What this usually means is that the Commander chooses jurors that are very senior to the Servicemember on trial.  There is no "trial by a jury of your peers" in the military;  those facing a Court-Martial will likely be judged by older, more senior, and accomplished Officers, Warrant Officers and NCOs.  This is something that is very important to remember for any lawyer practicing in front of military juries; arguments need to be tailored to an older, senior, and accomplished group of military members.

Basically, a jury meeting the requirements above is appointed by the Commander. These jurors show up to the Court-Martial on the first day of trial.  While the size of the jury is set, as mentioned above, more than the required size will show up.  Each lawyer, and the judge, get to question the jurors.  The purpose of the questions is to discover any bias that the jurors may have that could affect the case.  After questioning, the lawyers from each side can challenge a juror for cause (i.e. bias).  The judge decides if the juror in question is biased or not.  There is no limit to the number of challenges for cause that each side has.

After all challenges for cause have been ruled on by the Judge, each remaining juror is assigned a random number.  Most installations have been using a random number generator in Microsoft Excel; however, this is not required.  For example, numbers could be pulled from a hat.  Each remaining juror is given a number starting at 1 and counting upwards until all jurors have a number.  After each juror has a number, the prosecution and the defense can each pick one juror that they wish to strike for whatever reason they want (peremptory challenge).  The only limitations on the use of this peremptory challenge is that it cannot be based on race, ethnicity, or sex.

After peremptory challenges occur, the remaining jurors with the lowest four numbers (for a Special Court-Martial) or eight numbers (for a General Court-Martial) will be the jury.  The only caveat to this is that if the accused has selected an enlisted jury, the required number of enlisted members will be chosen first (those with the lower numbers) and then the jury will be chosen normally after that.
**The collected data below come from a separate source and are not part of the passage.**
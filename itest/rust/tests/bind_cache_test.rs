/*
 * Copyright (c) godot-rust; Bromeon and contributors.
 * This Source Code Form is subject to the terms of the Mozilla Public
 * License, v. 2.0. If a copy of the MPL was not distributed with this
 * file, You can obtain one at https://mozilla.org/MPL/2.0/.
 */

use std::panic;

use gdinterop::builtin::*;
use gdinterop::godot_print;
use gdinterop::meta::Marshal;
use gdinterop::obj::Gd;
use gdinterop::obj::classes::{Object, RefCounted};
use gdinterop::sys::bind_cache::{self, BindCell, MethodBind, PtrBuiltinMethod, PtrConstructor, PtrUtilityFunction};
use itest::framework::engine::{self, Lookup};
use itest::framework::{IntegrationTests, initialize};

fn panic_message(code: impl FnOnce()) -> String {
    let payload = panic::catch_unwind(panic::AssertUnwindSafe(code)).expect_err("code should have panicked");

    payload
        .downcast_ref::<String>()
        .cloned()
        .or_else(|| payload.downcast_ref::<&str>().map(|s| s.to_string()))
        .unwrap_or_default()
}

// All lookups through the library's own cells happen here, so that no other test races the first resolution.
// Other tests in this file only look up symbols that the library never uses.
#[test]
fn each_symbol_is_resolved_once() {
    initialize::<IntegrationTests>();

    for i in 0..10i64 {
        let array = Array::<i64>::from(&[i, i + 1][..]);
        assert_eq!(array.len(), 2);

        let mut dict = Dictionary::new();
        dict.set(&i, &array);
        assert_eq!(dict.len(), 1);

        let variant = array.to_variant();
        assert_eq!(variant.to::<Array<i64>>(), array);

        let obj = Gd::<RefCounted>::instantiate().upcast::<Object>().cast::<RefCounted>();
        assert_eq!(obj.reference_count(), Some(1));

        godot_print!("bind cache round {i}");
    }

    let expected_once = [
        Lookup::BuiltinMethod(VariantType::Array, "size".to_string()),
        Lookup::BuiltinMethod(VariantType::Dictionary, "size".to_string()),
        Lookup::Utility("print".to_string()),
        Lookup::Constructor(VariantType::Array, 0),
        Lookup::Destructor(VariantType::Array),
        Lookup::Constructor(VariantType::Dictionary, 0),
        Lookup::VariantFromType(VariantType::Array),
        Lookup::TypeFromVariant(VariantType::Array),
        Lookup::MethodBind("RefCounted".to_string(), "init_ref".to_string()),
        Lookup::MethodBind("RefCounted".to_string(), "get_reference_count".to_string()),
        Lookup::ClassTag("RefCounted".to_string()),
    ];

    for lookup in &expected_once {
        assert_eq!(engine::lookup_count(lookup), 1, "{lookup:?}");
    }
}

#[test]
fn cell_caches_resolved_symbol() {
    initialize::<IntegrationTests>();

    static LENGTH: BindCell<PtrBuiltinMethod> = BindCell::new();
    assert!(LENGTH.get().is_none());

    let first = bind_cache::resolve_builtin_method(&LENGTH, VariantType::String, "length", 3173160232);
    let second = bind_cache::resolve_builtin_method(&LENGTH, VariantType::String, "length", 3173160232);

    assert_eq!(first as usize, second as usize);
    assert_eq!(LENGTH.get().map(|f| f as usize), Some(first as usize));
}

#[test]
fn cell_runs_lookup_only_until_resolved() {
    initialize::<IntegrationTests>();

    let cell = BindCell::<PtrConstructor>::new();
    let mut lookups = 0;

    for _ in 0..3 {
        cell.get_or_resolve(
            || {
                lookups += 1;
                Some(bind_cache::resolve_builtin_constructor(
                    &BindCell::new(),
                    VariantType::PackedColorArray,
                    0,
                ))
            },
            || "packed color array constructor".to_string(),
        );
    }

    assert_eq!(lookups, 1);
}

// ----------------------------------------------------------------------------------------------------------------------------------------------
// Missing symbols

#[test]
fn missing_builtin_method_panics() {
    initialize::<IntegrationTests>();

    let cell = BindCell::<PtrBuiltinMethod>::new();
    let message = panic_message(|| {
        bind_cache::resolve_builtin_method(&cell, VariantType::String, "reticulate_splines", 12345);
    });

    assert!(
        message.starts_with("missing native symbol String::reticulate_splines (hash 12345)."),
        "{message}"
    );
    assert!(cell.get().is_none());
}

#[test]
fn wrong_hash_is_a_missing_symbol() {
    initialize::<IntegrationTests>();

    let cell = BindCell::<PtrBuiltinMethod>::new();
    let message = panic_message(|| {
        bind_cache::resolve_builtin_method(&cell, VariantType::String, "length", 1);
    });
    assert!(message.contains("String::length (hash 1)"), "{message}");

    let cell = BindCell::<MethodBind>::new();
    let message = panic_message(|| {
        bind_cache::resolve_method_bind(&cell, "Object", "get_instance_id", 7);
    });
    assert!(message.contains("Object::get_instance_id (hash 7)"), "{message}");

    let cell = BindCell::<PtrUtilityFunction>::new();
    let message = panic_message(|| {
        bind_cache::resolve_utility_function(&cell, "printerr", 0);
    });
    assert!(message.contains("utility function printerr (hash 0)"), "{message}");
}

#[test]
fn missing_constructor_panics() {
    initialize::<IntegrationTests>();

    let cell = BindCell::<PtrConstructor>::new();
    let message = panic_message(|| {
        bind_cache::resolve_builtin_constructor(&cell, VariantType::Nil, 99);
    });

    assert!(message.contains("constructor #99 of Nil"), "{message}");
}

#[test]
fn inherited_method_bind_resolves() {
    initialize::<IntegrationTests>();

    let cell = BindCell::<MethodBind>::new();
    let bind = bind_cache::resolve_method_bind(&cell, "Object", "get_class", 201670096);
    assert!(!bind.0.is_null());

    // A subclass finds the method of its base.
    let cell = BindCell::<MethodBind>::new();
    let node_bind = bind_cache::resolve_method_bind(&cell, "Node", "get_class", 201670096);
    assert_eq!(node_bind.0, bind.0);
}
This is a very confusing process.  Those facing a Court-Martial should want to be represented by an experienced military lawyer so that this process is understood and the right decisions are made.  Errors in decision making during this process can be critical.

After the jury is seated using the process above, the Court-Martial will begin.  Much like with civilian juries, the members will observe the testimony and evidence presented by each side. Jurors are allowed to take notes.  Interestingly, military juries are allowed to ask questions of any witness. The questions that the members of the jury ask, if any, give each lawyer insight into the thought processes of the jury.

After both sides are done presenting evidence, the jury retires to deliberate.  Prior to retiring to deliberate, the members are not allowed to discuss the case among themselves. The jury then deliberates until they are ready to vote. They vote by written, secret, ballot. Unlike in civilian trials, the decision does NOT have to be unanimous to convict a Servicemember.  If at least three-fourths of the members vote guilty, then the accused is convicted (three members at a Special Court-Martial and six members at a General Court-Martial).

Courts have previously ruled that since there is no Constitutional right for a Servicemember to have a jury, then juries do not have to be unanimous to convict; this antiquated reasoning is currently being challenged.  Hopefully, the appellate courts will rule that military juries have to be unanimous, like all other juries; however, until then, Servicemembers can be found guilty with at least three-fourths of the members voting guilty.

As one can tell, military juries are very unique.  Any Servicemember facing a Court-Martial is best served by being represented by an experienced military lawyer.